Clan association in Singapore

Singapore Hokkien Huay Kuan (SHHK) (新加坡福建会馆 (新加坡福建會館, Xīnjiāpō Fújiàn Huìguǎn, Sin-ka-pho Hok-kiàn Hōe-koán)), or the Singapore Hokkien Association in English, is a cultural and educational foundation. It was established in 1840 to promote education, social welfare and the preservation of the Chinese language and culture among Chinese Singaporean and other Overseas Chinese groups in Southeast Asia. As of 2014, the SHHK, which has 5000 members, is the largest clan association in Singapore.

==History==
In the early 19th century, many immigrants from Fujian Province of China came to settle in Southeast Asia, including Singapore. These immigrants established several clan associations to address the social needs of this immigrant community. The Singapore Hokkien Huay Kuan was the first such organization to be established in 1840 on the grounds of the Thian Hock Keng Temple. However, the SHHK also served other members of the Chinese community who came from other parts of China.
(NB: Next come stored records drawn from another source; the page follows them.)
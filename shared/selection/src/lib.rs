mod config;
mod error;
mod ladder;
mod lottery;
mod selector;
mod tier;

pub use config::{SelectorConfig, DEFAULT_PANEL_SIZE};
pub use error::{ConfigError, InvalidInput, SelectionError};
pub use ladder::{Ladder, Weighting};
pub use lottery::{draw_panel, DrawSource};
pub use selector::JurySelector;
pub use tier::{Tier, TierTable, DEFAULT_TIERS};

/// Builds the ticket ladder for a pool using the default tier table.
pub fn compute_ladder(stake: &[f64], honesty: &[f64]) -> Result<Ladder, SelectionError> {
    Ladder::compute(stake, honesty, &TierTable::default())
}

/// Selects a panel of [`DEFAULT_PANEL_SIZE`] jurors using the default tier table.
pub fn select_jurors(stake: &[f64], honesty: &[f64]) -> Result<Vec<usize>, SelectionError> {
    JurySelector::default().select(stake, honesty)
}
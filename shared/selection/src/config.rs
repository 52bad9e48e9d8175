use crate::TierTable;

use serde::{Deserialize, Serialize};

pub const DEFAULT_PANEL_SIZE: usize = 3;

#[derive(Clone, Debug, PartialEq, Serialize, Deserialize)]
#[serde(default, deny_unknown_fields)]
pub struct SelectorConfig {
    pub panel_size: usize,
    pub tiers: TierTable,
}

impl Default for SelectorConfig {
    fn default() -> Self {
        Self {
            panel_size: DEFAULT_PANEL_SIZE,
            tiers: TierTable::default(),
        }
    }
}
In 1929, the philanthropist Tan Kah Kee became the president of Singapore Hokkien Huay Kuan. In 1986, SHHK became one of the seven founding members of the Singapore Federation of Chinese Clan Associations. SHHK represented the interests of Hokkien-speaking Chinese Singaporean, while Sam Kiang Huay Kuan catered to those from Zhejiang, Jiangsu, and Jiangxi; the Singapore Hock Chew Association promoted the Fuzhou dialect; the Singapore Kiung Chow Hwee Kuan to Hainanese; Singapore Kwangtung Hui Kuan to Cantonese; Singapore Nanyang Khek Community Guild promoted Hakka culture; and Singapore Teochew Poit Ip Huay Kuan for Teochew.

In 2014, the clan moved its headquarters from Telok Ayer Street, where it had been based at for 174 years, to the former premises of Changkat Changi Secondary School. Its new headquarters also houses the SHHK-run pre-school and a cultural centre.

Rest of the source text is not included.